We are on the cusp of the baseball free agent signing season. This means that the vilification of player agent Scott Boras will soon begin in earnest. For those who are somehow unfamiliar with Mr. Boras, he is the premier agent in baseball, representing a cadre of superstar players including Matt Holliday, Alex Rodriguez, Mark Teixeira, and many others.

To say that Boras is a tough negotiator is akin to saying that Warren Buffet has a decent nest egg for his retirement – a gross understatement. Boras is tough as nails, willing to use any tactic as leverage for getting maximum value for his client. His clients rarely give their team a “hometown discount”. Boras client often sign at the very last minute – and often don’t sign, electing instead to return to college (if they are eligible).

Not surprisingly, many teams – and their fans – despise Boras, blaming him for any of all of the problems with the game today. I take exception to that characterization. Boras’ role is not that of some benevolent fan ombudsman. His role is to represent the interests of his clients and ensure that they receive the best possible package of financial and non-financial benefits. He would be derelict in his duties (and a possible target of malpractice suits) if he were to leave money on the table “for the good of the game.”

One thing that seems to get overlooked in the Boras bashing is that salaries for baseball draftees lag behind salaries for top NFL picks. Stephen Strasburg’s contract – paying him $15.1 million over four years (a pro-rated 2009 salary, as well as 2010-2012) – was the subject of much debate over the summer. Many were outraged at the value of the contract.

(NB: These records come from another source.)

use super::*;

const QUERY: &str = "What is the capital of France?";

fn capitals_store() -> ChunkStore {
    ChunkStore::from_parts(
        vec![
            "Paris is the capital of France.".to_string(),
            "The Eiffel Tower is in Paris.".to_string(),
            "Berlin is the capital of Germany.".to_string(),
        ],
        vec![
            vec![0.9, 0.1, 0.0],
            vec![0.8, 0.2, 0.0],
            vec![0.1, 0.0, 0.9],
        ],
    )
    .expect("should build store")
}

fn indices(results: &[ScoredChunk]) -> Vec<usize> {
    results.iter().map(|r| r.index).collect()
}

#[test]
fn capital_of_france_ranks_paris_first() {
    let store = capitals_store();
    let params = RankParams::default().with_top_k(2).with_weights(0.7, 0.3);

    let results = rank(&store, QUERY, &[1.0, 0.0, 0.0], &params).expect("should rank");

    assert_eq!(indices(&results), vec![0, 1]);
    assert!(results[0].combined_score > results[1].combined_score);
    assert!(results[0].lexical_score > 0.0);
    assert!(results[0].semantic_score > results[1].semantic_score);
}

#[test]
fn ranking_is_deterministic() {
    let store = capitals_store();
    let params = RankParams::default();
    let first = rank(&store, QUERY, &[1.0, 0.0, 0.0], &params).expect("should rank");

    for _ in 0..10 {
        let again = rank(&store, QUERY, &[1.0, 0.0, 0.0], &params).expect("should rank");
        assert_eq!(first, again);
    }
}

#[test]
fn equal_combined_scores_keep_index_order() {
    let store = ChunkStore::from_parts(
        vec![
            "same text".to_string(),
            "unrelated words".to_string(),
            "same text".to_string(),
        ],
        vec![vec![1.0, 0.0], vec![0.0, 1.0], vec![1.0, 0.0]],
    )
    .expect("should build store");

    let results = rank(&store, "same", &[1.0, 0.0], &RankParams::default()).expect("should rank");

    assert_eq!(indices(&results), vec![0, 2, 1]);
    assert_eq!(results[0].combined_score, results[1].combined_score);
}

#[test]
fn weights_shift_the_ranking() {
    let store = capitals_store();
    // The embedding favours the Berlin chunk while the words favour Paris
    let query_embedding = [0.1, 0.0, 0.9];

    let semantic_only = RankParams::default().with_top_k(1).with_weights(1.0, 0.0);
    let lexical_only = RankParams::default().with_top_k(1).with_weights(0.0, 1.0);

    let results = rank(&store, QUERY, &query_embedding, &semantic_only).expect("should rank");
    assert_eq!(indices(&results), vec![2]);

    let results = rank(&store, QUERY, &query_embedding, &lexical_only).expect("should rank");
    assert_eq!(indices(&results), vec![0]);
}

#[test]
fn chunk_outside_semantic_candidates_scores_zero_for_that_half() {
    let mut texts: Vec<String> = (0..29).map(|i| format!("filler text number {}", i)).collect();
    texts.push("a unique zebra sighting".to_string());
    let mut embeddings: Vec<Vec<f32>> = (0..29).map(|i| vec![1.0, i as f32 * 0.01]).collect();
    embeddings.push(vec![-1.0, 0.0]);
    let store = ChunkStore::from_parts(texts, embeddings).expect("should build store");

    let params = RankParams::default().with_top_k(1).with_weights(0.0, 1.0);
    let results = rank(&store, "zebra", &[1.0, 0.0], &params).expect("should rank");

    assert_eq!(results.len(), 1);
    assert_eq!(results[0].index, 29);
    assert_eq!(results[0].semantic_score, 0.0);
    assert!(results[0].lexical_score > 0.0);
    assert!((results[0].combined_score - 1.0).abs() < 1e-6);
}

#[test]
fn top_k_truncates() {
    let store = capitals_store();
    let params = RankParams::default().with_top_k(1);
    let results = rank(&store, QUERY, &[1.0, 0.0, 0.0], &params).expect("should rank");
    assert_eq!(results.len(), 1);

    let params = RankParams::default().with_top_k(10);
    let results = rank(&store, QUERY, &[1.0, 0.0, 0.0], &params).expect("should rank");
    assert_eq!(results.len(), 3);
}

#[test]
fn invalid_parameters_are_rejected() {
    let store = capitals_store();
    let embedding = [1.0, 0.0, 0.0];

    let zero_k = RankParams::default().with_top_k(0);
    assert!(matches!(
        rank(&store, QUERY, &embedding, &zero_k),
        Err(QaError::InvalidParameters(_))
    ));

    let negative = RankParams::default().with_weights(-0.1, 0.3);
    assert!(matches!(
        rank(&store, QUERY, &embedding, &negative),
        Err(QaError::InvalidParameters(_))
    ));

    let nan = RankParams::default().with_weights(0.7, f32::NAN);
    assert!(nan.validate().is_err());
}

#[test]
fn empty_store_searches_to_no_documents() {
    let outcome = search(&ChunkStore::new(), QUERY, &[1.0], &RankParams::default())
        .expect("should search");

    assert_eq!(outcome, RetrievalOutcome::NoDocuments);
    assert!(outcome.passages().is_empty());
    assert!(
        rank(&ChunkStore::new(), QUERY, &[1.0], &RankParams::default())
            .expect("should rank")
            .is_empty()
    );
}

#[test]
fn non_prose_chunks_are_dropped_after_ranking() {
    let store = ChunkStore::from_parts(
        vec![
            "OCRPageObject(index=0, markdown='capital of France', images=[])".to_string(),
            "Paris is the capital of France.".to_string(),
        ],
        vec![vec![1.0, 0.0], vec![0.9, 0.1]],
    )
    .expect("should build store");

    let outcome = search(&store, QUERY, &[1.0, 0.0], &RankParams::default()).expect("should search");

    let passages = outcome.passages();
    assert_eq!(passages.len(), 1);
    assert_eq!(passages[0].index, 1);
}

#[test]
fn filtering_everything_reports_no_relevant_passages() {
    let store = ChunkStore::from_parts(
        vec![
            "dimensions=OCRPageDimensions(dpi=200, height=2200, width=1700)".to_string(),
            "image_annotation=None".to_string(),
        ],
        vec![vec![1.0, 0.0], vec![0.0, 1.0]],
    )
    .expect("should build store");

    let outcome = search(&store, "dimensions", &[1.0, 0.0], &RankParams::default())
        .expect("should search");

    assert_eq!(outcome, RetrievalOutcome::NoRelevantPassages);
    assert!(outcome.into_passages().is_empty());
}

#[test]
fn marker_detection() {
    assert!(contains_non_prose_marker("pages=[OCRPageObject(index=1)]"));
    assert!(contains_non_prose_marker("image_annotation=None"));
    assert!(!contains_non_prose_marker("A regular sentence about dimensions."));
}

On the flip side, top NFL draft pick Matthew Stafford (who is just a few months older than Strasburg) signed a six year contract that is worth $72 million (plus an additional $6 million in incentive bonuses) – with $41.7 million in guaranteed money. [Note: unlike baseball contracts, football contracts are not fully guaranteed].

Stafford is definitely a fine football player. However, he is not of the same relative caliber of Strasburg, who is widely regarded as a once-in-a-generation talent. Yet Stafford will walk away with $41.7 million even if he becomes a complete bust (like Ryan Leaf, Akili Smith, Tim Couch, etc before him). If Strasburg busts, he’ll get $15.1 million. So, remind me again why the Strasburg deal is a big travesty and the Stafford deal is business-as-usual?

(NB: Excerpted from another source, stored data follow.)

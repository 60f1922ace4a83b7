// Database module
// SQLite record store for the chunks of the active document

pub mod sqlite;

pub use sqlite::*;
// Configuration management module
// TOML settings for the model backend, retrieval and chunking

pub mod interactive;
pub mod settings;


pub use interactive::{run_interactive_config, show_config};
pub use settings::{Config, ConfigError, OllamaConfig, RetrievalConfig};

/// Get the configuration directory path
#[inline]
pub fn get_config_dir() -> Result<std::path::PathBuf, ConfigError> {
    Config::config_dir()
}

Baseball teams have long enjoyed the luxury of having more control over a player’s salary than any of the other major sports. For the first hundred years of professional baseball, teams had complete control. Baseball’s “reserve clause” made it possible for teams to re-sign players at whatever salary they wanted. The players were bound to the team for life, so they had minimal leverage. They could refuse to sign a contract, but they couldn’t sign with any other team. Finally, in 1975, the reserve clause was struck down, paving the way for free agency.

In today’s system, players are drafted (or signed as undrafted free agents) by major league teams. They are then signed to what is most often a minor league contract. Essentially, this pays them peanuts during most of their minor league years. The MAXIMUM salary for a player in their first minor league season is $1100/month. They only way for the players to earn any substantial money during their early minor league years is by getting a signing bonus with the contract. For first round picks, this can mean millions of dollars. For players in the later rounds, this can be a few thousand dollars, or nothing at all (usually for players who have no college eligibility remaining, and thus minimal leverage).

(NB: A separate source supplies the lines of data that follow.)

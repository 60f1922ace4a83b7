use anyhow::{Context, Result};
use sqlx::sqlite::{SqliteConnectOptions, SqlitePoolOptions};
use sqlx::{Pool, Sqlite};
use std::path::Path;
use tracing::{debug, info};

use crate::QaError;
use crate::database::sqlite::models::{DocumentChunk, NewDocumentChunk};
use crate::database::sqlite::queries::DocumentChunkQueries;


pub mod models;
pub mod queries;

pub type DbPool = Pool<Sqlite>;

/// Backing record store for the chunks of the active document
#[derive(Debug, Clone)]
pub struct Database {
    pool: DbPool,
}

impl Database {
    #[inline]
    pub async fn new<P: AsRef<Path>>(database_path: P) -> Result<Self> {
        let options = SqliteConnectOptions::new()
            .filename(database_path)
            .create_if_missing(true);

        let pool = SqlitePoolOptions::new()
            .max_connections(5)
            .connect_with(options)
            .await
            .context("Failed to create database connection pool")?;

        let database = Self { pool };
        database.run_migrations().await?;

        Ok(database)
    }

    #[inline]
    pub fn pool(&self) -> &DbPool {
        &self.pool
    }

    #[inline]
    pub async fn run_migrations(&self) -> Result<()> {
        info!("Running database migrations");

        sqlx::migrate!("src/database/sqlite/migrations")
            .run(&self.pool)
            .await
            .context("Failed to run schema migration")?;

        debug!("Database migrations completed successfully");
        Ok(())
    }

    /// Open `chunks.db` inside `base_dir`, creating the directory if needed
    #[inline]
    pub async fn initialize_from_base_dir(base_dir: &Path) -> Result<Self> {
        std::fs::create_dir_all(base_dir).with_context(|| {
            format!("Failed to create base directory: {}", base_dir.display())
        })?;

        Self::new(base_dir.join("chunks.db")).await
    }

    // Chunk operations
    #[inline]
    pub async fn replace_chunks(&self, chunks: &[NewDocumentChunk]) -> crate::Result<u64> {
        DocumentChunkQueries::replace_all(&self.pool, chunks)
            .await
            .map_err(database_error)
    }

    #[inline]
    pub async fn list_chunks(&self) -> crate::Result<Vec<DocumentChunk>> {
        DocumentChunkQueries::list_all(&self.pool)
            .await
            .map_err(database_error)
    }

    #[inline]
    pub async fn count_chunks(&self) -> crate::Result<i64> {
        DocumentChunkQueries::count(&self.pool)
            .await
            .map_err(database_error)
    }

    #[inline]
    pub async fn clear_chunks(&self) -> crate::Result<u64> {
        DocumentChunkQueries::clear(&self.pool)
            .await
            .map_err(database_error)
    }
}

fn database_error(error: anyhow::Error) -> QaError {
    QaError::Database(format!("{:#}", error))
}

After a player reaches the Major Leagues, they are under the team’s control until they have accumulated six seasons of service. Note that this does not simply mean they have been in the Major Leagues during six seasons – it means that they have been on the active roster (or disabled list) for the equivalent of six full seasons. Most often, a player does not become a free agent until after their seventh Major League season (or later).

Players with fewer than three years of service (other than a subset of players we’ll discuss later) can be renewed by their team at a minimum salary, regardless of performance. A player could win the MVP in his rookie season and not get a substantial raise – and could make substantially less than the crappy veteran relief pitcher who has the neighboring locker.

Players with three years of service – as well as the players who are in the top 16% (in terms of service time) of players who have more than two years of service – are eligible for salary arbitration. The player and team submit offers to an arbiter. The arbiter listens to arguments and chooses one of the offers and sets it as the player’s contract for the following year. The arbiter MUST choose one of the numbers – he cannot choose a number in the middle. Players in their arbitration years earn more than in previous years, although they typically earn less than the market rate for their skills.

Finally, after accumulating six years of service – at which point the player is often knocking on the door of age 30 – the player is allowed to become a free agent and may sign with any team.

If a late round pick – one of those guys who signed for a minimal signing bonus – happens to blossom and become a good player (something that happens more often than you might think), he may have spent 4-6 years in a team’s minor league system, and then another six years at the major league level. Finally, after 10-12 years working for a team, he finally had the ability to actually negotiate a contract.

If you waited twelve years for the opportunity to negotiate a contract with your employer, you’d probably want someone like Scott Boras helping you out.